One of the many services for young people that has fallen victim to the government’s spending cuts is the careers service. Head teachers have warned that millions of pupils will lack proper advice, as the Connexions service has been axed, before a replacement put in its place.


My daughter’s school, for example, used to have a careers adviser based in the library. Her office is now empty. It’s far from clear where pupils will go in order to get guidance on qualifications, courses, apprenticeships and jobs.

I did a school visit last year to a school in Manchester. Housed in a brand new award-winning building, the school Learning Resource Centre has banks of computers - and that’s all. Four shelves of books in a classroom could be borrowed, the school’s leaders clearly thought that its pupils didn’t have much need of them.

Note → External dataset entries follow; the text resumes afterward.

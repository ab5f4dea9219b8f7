//! Field declarations.

use super::rule::Rule;

/// Declares one form field: its name, initial value and rules.
///
/// Rules are evaluated in the order they were added, and that order is the
/// order their messages appear in.
///
/// # Example
///
/// ```
/// use menu_lib::form::FieldSpec;
///
/// let author = FieldSpec::new("author")
///     .required("Author is required.")
///     .min_length(2, "Author must be at least 2 characters long.");
///
/// assert_eq!(author.failing_messages("a"), vec!["Author must be at least 2 characters long."]);
/// ```
#[derive(Debug, Clone)]
pub struct FieldSpec {
    name: String,
    initial: String,
    rules: Vec<Rule>,
}

impl FieldSpec {
    /// Creates a field with an empty initial value and no rules.
    pub fn new(name: impl Into<String>) -> Self {
        Self {
            name: name.into(),
            initial: String::new(),
            rules: Vec::new(),
        }
    }

    /// Sets the value the field starts with and returns to on reset.
    pub fn initial(mut self, value: impl Into<String>) -> Self {
        self.initial = value.into();
        self
    }

    /// Adds a rule.
    pub fn rule(mut self, rule: Rule) -> Self {
        self.rules.push(rule);
        self
    }

    /// Require the field to be non-empty.
    pub fn required(self, msg: impl Into<String>) -> Self {
        self.rule(Rule::required(msg))
    }

    /// Require minimum length (in characters).
    pub fn min_length(self, min: usize, msg: impl Into<String>) -> Self {
        self.rule(Rule::min_length(min, msg))
    }

    /// Require maximum length (in characters).
    pub fn max_length(self, max: usize, msg: impl Into<String>) -> Self {
        self.rule(Rule::max_length(max, msg))
    }

    /// Require a valid email address.
    pub fn email(self, msg: impl Into<String>) -> Self {
        self.rule(Rule::email(msg))
    }

    /// Field name.
    pub fn name(&self) -> &str {
        &self.name
    }

    /// Declared initial value.
    pub fn initial_value(&self) -> &str {
        &self.initial
    }

    /// Messages of every rule `value` fails, in declaration order.
    pub fn failing_messages(&self, value: &str) -> Vec<&str> {
        self.rules
            .iter()
            .filter(|rule| !rule.check(value))
            .map(Rule::message)
            .collect()
    }

    /// Returns `true` if `value` passes every rule.
    pub fn is_valid(&self, value: &str) -> bool {
        self.rules.iter().all(|rule| rule.check(value))
    }
}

Quite often on school visits pupils wait until after my talk to ask for advice about becoming a writer. This school was no exception. But after I’d given some writing tips, one girl still lingered. ‘Please Miss,’ she said. ‘I want to be a nurse or a midwife. Can you tell me what I need to do?’

I’ve thought about her since, and wondered if I was able to help her at all, with my garbled advice about biology GCSE and googling the Royal College of  Nursing. It seemed almost old-fashioned to meet a girl who wanted to be a nurse, not a celebrity.
I remembered some books that I loved when I was growing up. The Sue Barton series, written by Helen Dore Boyleston between 1936 and 1952 follows Sue through her career as a nurse - from student, in hospitals, urban New York, rural New Hampshire. She grows up through the course of the book, marries (naturally) a doctor, has children. But the focus of the books is always her professional life (ignore that drippy cover, Sue was much more likely to be sewing up a nasty wound or splinting a broken leg than canoodling in a corridor). Even though I was the most squeamish girl ever – I loved them.
(My sister,  just as squeamish, loved them even more than I did. I do not feel it is entirely coincidental that she married a doctor)
I can’t imagine a series like Sue Barton being published nowadays. You can find out about careers in entertainment or fashion, sport and drama in today’s fiction. But how about nursing, journalism, science or the army? Where’s the fiction which talks about what it’s like going to university – and whether it’s worth it?  You can watch Casualty, of course, but that's different from stories which concentrate on career development.
I was talking to a girl the other day who was a school drop out. Her dyslexia was undiagnosed, she could hardly read, she fell in with a bad crowd and spent her time truanting and drinking. Hair-dressing saved her, she told me (she was doing my highlights at the time). Her aunt got her a part-time job at Toni and Guy, she liked earning money, she broke with the waster friends. The part-time job led to an apprenticeship and now she's got a good job that she enjoys.
But then she read a book -  'One of those misery lit books.'' For the first time in her life she felt a real connection with what she was reading. She's gone back to evening classes, is taking GCSEs She has a new ambition, to be a social worker. She inspired by the stories she's been reading to try and make a real difference to abused children
Young people have taken a disproportionate hit in our new age of austerity. Many don't seem to feel they have a satisfying future to look forward to. Nothing can take the place of a personal, informed careers service, but is there anything children's authors can do to inform and inspire?  Can we help young people  see that they don't need to win X Factor to be a success? Where’s the Sue Barton of today?